Yevgeniy Dodis,
Shaih Halevi and
Tal Rabin.
CRYPTO'00
Although Game Theory and Cryptography seem to have some similar scenarios in common, it is very rare to find instances where tools from one area are applied in the other. In this work we use cryptography to solve a game theoretic problem. The problem that we discuss arises naturally in the game theory area of two-party strategic games. In these games there are two players. Each player decides on a ``move'' (according to some strategy), and then the players execute the game, i.e. the two players make their moves simultaneously. Once these moves are played each player receives a payoff, which depends on both moves. Each player only cares to maximize its payoff.
In the game theory literature it was shown that higher payoffs can be achieved by the players if they use correlated strategies. This is enabled through the introduction of a trusted third party (a ``mediator''), who assists the players in choosing their move. Though now the property of the game being a two player game is lost. It is natural to ask whether a game can exist which would be a two player game yet maintain the high payoffs which the mediator aided strategy offered.
We answer this question affirmatively. We extend the game by adding an initial step in which the two players communicate and then they proceed to execute the game as usual. For this extended game we can prove (informally speaking) the following: any correlated strategy for 2-player games can be achieved, provided that the players are computationally bounded and can communicate before playing the game.

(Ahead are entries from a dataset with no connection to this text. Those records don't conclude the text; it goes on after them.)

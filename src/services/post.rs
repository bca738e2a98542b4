//! Post service: CRUD, search, counters, and the category join.

use sqlx::PgPool;
use uuid::Uuid;

use crate::config::ListSettings;
use crate::errors::AppError;
use crate::models::pagination::{ListParams, Listed};
use crate::models::post::{
    CreatePost, Post, PostSummary, UpdatePost, UpdatePostAltText, UpdatePostDetails,
};
use crate::models::status;
use crate::services::category;
use crate::services::listing::{self, ListFilter, ResourceQuery};
use crate::services::slug::strip_text;
use crate::services::storage::StoredImage;

const COLUMNS: &str = "p.unique_id, p.category_unique_id, p.title, p.stripped, p.alt_text, \
     p.image, p.details, p.views, p.likes, p.status, p.created_at, p.updated_at, \
     c.name AS category_name, c.stripped AS category_stripped, c.image AS category_image";

// Public listings leave the details body out.
const SUMMARY_COLUMNS: &str = "p.unique_id, p.category_unique_id, p.title, p.stripped, \
     p.alt_text, p.image, p.views, p.likes, p.status, p.created_at, p.updated_at, \
     c.name AS category_name, c.stripped AS category_stripped, c.image AS category_image";

const JOINS: &str = "JOIN categories c ON c.unique_id = p.category_unique_id";

const POSTS: ResourceQuery = ResourceQuery {
    table: "posts p",
    joins: JOINS,
    columns: COLUMNS,
    primary_field: "p.title",
    qualifier: "p.",
};

const POSTS_PUBLIC: ResourceQuery = ResourceQuery {
    table: "posts p",
    joins: JOINS,
    columns: SUMMARY_COLUMNS,
    primary_field: "p.title",
    qualifier: "p.",
};

pub async fn list_root(
    pool: &PgPool,
    params: &ListParams,
    settings: &ListSettings,
) -> Result<Listed<Post>, AppError> {
    listing::list_page(pool, &POSTS, &ListFilter::default(), params, settings).await
}

pub async fn search_root(
    pool: &PgPool,
    search: &str,
    params: &ListParams,
    settings: &ListSettings,
) -> Result<Listed<Post>, AppError> {
    listing::list_page(pool, &POSTS, &ListFilter::searching(search), params, settings).await
}

pub async fn list_public(
    pool: &PgPool,
    params: &ListParams,
    settings: &ListSettings,
) -> Result<Listed<PostSummary>, AppError> {
    listing::list_page(pool, &POSTS_PUBLIC, &ListFilter::active(), params, settings).await
}

pub async fn list_public_by_category(
    pool: &PgPool,
    category_unique_id: &str,
    params: &ListParams,
    settings: &ListSettings,
) -> Result<Listed<PostSummary>, AppError> {
    let mut filter = ListFilter::active();
    filter
        .equals
        .push(("p.category_unique_id", category_unique_id.to_string()));
    listing::list_page(pool, &POSTS_PUBLIC, &filter, params, settings).await
}

pub async fn search_public(
    pool: &PgPool,
    search: &str,
    params: &ListParams,
    settings: &ListSettings,
) -> Result<Listed<PostSummary>, AppError> {
    let mut filter = ListFilter::active();
    filter.search = Some(search.to_string());
    listing::list_page(pool, &POSTS_PUBLIC, &filter, params, settings).await
}

/// Root lookup by unique id, any status.
pub async fn find_root(pool: &PgPool, unique_id: &str) -> Result<Post, AppError> {
    let sql = format!("SELECT {COLUMNS} FROM posts p {JOINS} WHERE p.unique_id = $1");
    sqlx::query_as::<_, Post>(&sql)
        .bind(unique_id)
        .fetch_optional(pool)
        .await?
        .ok_or_else(|| AppError::not_found("Post not found"))
}

/// Public lookup by slug; bumps the view counter after a hit. The counter
/// update is a separate statement, so the returned row shows the count as
/// it was when the post was read.
pub async fn find_public_by_stripped(pool: &PgPool, stripped: &str) -> Result<Post, AppError> {
    let sql =
        format!("SELECT {COLUMNS} FROM posts p {JOINS} WHERE p.stripped = $1 AND p.status = $2");
    let post = sqlx::query_as::<_, Post>(&sql)
        .bind(stripped)
        .bind(status::ACTIVE)
        .fetch_optional(pool)
        .await?
        .ok_or_else(|| AppError::not_found("Post not found"))?;

    sqlx::query("UPDATE posts SET views = views + 1 WHERE unique_id = $1")
        .bind(&post.unique_id)
        .execute(pool)
        .await?;

    Ok(post)
}

/// Bump the like counter of an active post.
pub async fn like(pool: &PgPool, unique_id: &str) -> Result<(), AppError> {
    let updated = sqlx::query("UPDATE posts SET likes = likes + 1 WHERE unique_id = $1 AND status = $2")
        .bind(unique_id)
        .bind(status::ACTIVE)
        .execute(pool)
        .await?;
    if updated.rows_affected() == 0 {
        return Err(AppError::bad_request("Error liking post"));
    }
    Ok(())
}

/// Duplicate guard: an active post in the same category already matching
/// the title (suffix match, as the legacy check did) or its slug.
async fn ensure_title_available(
    pool: &PgPool,
    category_unique_id: &str,
    title: &str,
    exclude_unique_id: Option<&str>,
) -> Result<(), AppError> {
    let pattern = format!("%{title}");
    let slug = strip_text(title);

    let existing: Option<String> = match exclude_unique_id {
        Some(exclude) => {
            sqlx::query_scalar(
                "SELECT unique_id FROM posts \
                 WHERE (title ILIKE $1 OR stripped = $2) AND category_unique_id = $3 \
                   AND status = $4 AND unique_id <> $5 LIMIT 1",
            )
            .bind(&pattern)
            .bind(&slug)
            .bind(category_unique_id)
            .bind(status::ACTIVE)
            .bind(exclude)
            .fetch_optional(pool)
            .await?
        }
        None => {
            sqlx::query_scalar(
                "SELECT unique_id FROM posts \
                 WHERE (title ILIKE $1 OR stripped = $2) AND category_unique_id = $3 \
                   AND status = $4 LIMIT 1",
            )
            .bind(&pattern)
            .bind(&slug)
            .bind(category_unique_id)
            .bind(status::ACTIVE)
            .fetch_optional(pool)
            .await?
        }
    };

    if existing.is_some() {
        return Err(AppError::conflict("Post already exists!"));
    }
    Ok(())
}

/// Create a post. The image must already be stored; the database write is
/// a single statement and never spans the media upload.
pub async fn create(
    pool: &PgPool,
    input: &CreatePost,
    image: &StoredImage,
) -> Result<String, AppError> {
    category::ensure_active(pool, &input.category_unique_id).await?;
    ensure_title_available(pool, &input.category_unique_id, &input.title, None).await?;

    let unique_id = Uuid::new_v4().to_string();
    sqlx::query(
        "INSERT INTO posts (unique_id, category_unique_id, title, stripped, alt_text, \
             image, image_public_id, details, views, likes, status) \
         VALUES ($1, $2, $3, $4, $5, $6, $7, $8, 0, 0, $9)",
    )
    .bind(&unique_id)
    .bind(&input.category_unique_id)
    .bind(&input.title)
    .bind(strip_text(&input.title))
    .bind(&input.alt_text)
    .bind(&image.url)
    .bind(&image.public_id)
    .bind(&input.details)
    .bind(status::ACTIVE)
    .execute(pool)
    .await?;

    Ok(unique_id)
}

/// Retitle an active post (re-derives the slug, may move category).
pub async fn update(pool: &PgPool, unique_id: &str, input: &UpdatePost) -> Result<(), AppError> {
    category::ensure_active(pool, &input.category_unique_id).await?;
    ensure_title_available(pool, &input.category_unique_id, &input.title, Some(unique_id)).await?;

    let updated = sqlx::query(
        "UPDATE posts SET category_unique_id = $2, title = $3, stripped = $4, updated_at = NOW() \
         WHERE unique_id = $1 AND status = $5",
    )
    .bind(unique_id)
    .bind(&input.category_unique_id)
    .bind(&input.title)
    .bind(strip_text(&input.title))
    .bind(status::ACTIVE)
    .execute(pool)
    .await?;

    if updated.rows_affected() == 0 {
        return Err(AppError::not_found("Post not found"));
    }
    Ok(())
}

pub async fn update_alt_text(
    pool: &PgPool,
    unique_id: &str,
    input: &UpdatePostAltText,
) -> Result<(), AppError> {
    let updated = sqlx::query(
        "UPDATE posts SET alt_text = $2, updated_at = NOW() WHERE unique_id = $1 AND status = $3",
    )
    .bind(unique_id)
    .bind(&input.alt_text)
    .bind(status::ACTIVE)
    .execute(pool)
    .await?;

    if updated.rows_affected() == 0 {
        return Err(AppError::not_found("Post not found"));
    }
    Ok(())
}

pub async fn update_details(
    pool: &PgPool,
    unique_id: &str,
    input: &UpdatePostDetails,
) -> Result<(), AppError> {
    let updated = sqlx::query(
        "UPDATE posts SET details = $2, updated_at = NOW() WHERE unique_id = $1 AND status = $3",
    )
    .bind(unique_id)
    .bind(&input.details)
    .bind(status::ACTIVE)
    .execute(pool)
    .await?;

    if updated.rows_affected() == 0 {
        return Err(AppError::not_found("Post not found"));
    }
    Ok(())
}

/// Swap in a freshly stored image, returning the previous public id so the
/// caller can fire the best-effort delete.
pub async fn update_image(
    pool: &PgPool,
    unique_id: &str,
    image: &StoredImage,
) -> Result<Option<String>, AppError> {
    let previous: Option<Option<String>> =
        sqlx::query_scalar("SELECT image_public_id FROM posts WHERE unique_id = $1")
            .bind(unique_id)
            .fetch_optional(pool)
            .await?;
    let previous = previous.ok_or_else(|| AppError::not_found("Post not found"))?;

    let updated = sqlx::query(
        "UPDATE posts SET image = $2, image_public_id = $3, updated_at = NOW() \
         WHERE unique_id = $1 AND status = $4",
    )
    .bind(unique_id)
    .bind(&image.url)
    .bind(&image.public_id)
    .bind(status::ACTIVE)
    .execute(pool)
    .await?;

    if updated.rows_affected() == 0 {
        return Err(AppError::not_found("Post not found"));
    }
    Ok(previous)
}

/// Flip an active post inactive, or revive anything else.
pub async fn toggle_status(pool: &PgPool, unique_id: &str) -> Result<i16, AppError> {
    let current: Option<i16> = sqlx::query_scalar("SELECT status FROM posts WHERE unique_id = $1")
        .bind(unique_id)
        .fetch_optional(pool)
        .await?;
    let current = current.ok_or_else(|| AppError::bad_request("Details not found!"))?;

    let next = status::toggled(current);
    sqlx::query("UPDATE posts SET status = $2, updated_at = NOW() WHERE unique_id = $1")
        .bind(unique_id)
        .bind(next)
        .execute(pool)
        .await?;

    Ok(next)
}

/// Hard delete; returns the stored image public id for detached cleanup.
pub async fn delete(pool: &PgPool, unique_id: &str) -> Result<Option<String>, AppError> {
    let previous: Option<Option<String>> =
        sqlx::query_scalar("SELECT image_public_id FROM posts WHERE unique_id = $1")
            .bind(unique_id)
            .fetch_optional(pool)
            .await?;
    let previous = previous.ok_or_else(|| AppError::not_found("Post not found"))?;

    let deleted = sqlx::query("DELETE FROM posts WHERE unique_id = $1 AND status = $2")
        .bind(unique_id)
        .bind(status::ACTIVE)
        .execute(pool)
        .await?;

    if deleted.rows_affected() == 0 {
        return Err(AppError::not_found("Post not found"));
    }
    Ok(previous)
}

We obtain an efficient solution to the above game-theoretic problem, by providing a cryptographic protocol to the following Correlated Element Selection problem. Both Alice and Bob know a list of pairs (a_1,b_1)...(a_n,b_n) (possibly with repetitions), and they want to pick a random index i such that Alice learns only a_i and Bob learns only b_i. We believe that this problem has other applications, beyond our application to game theory. Our solution is quite efficient: it has constant number of rounds, negligible error probability, and uses only very simple zero-knowledge proofs.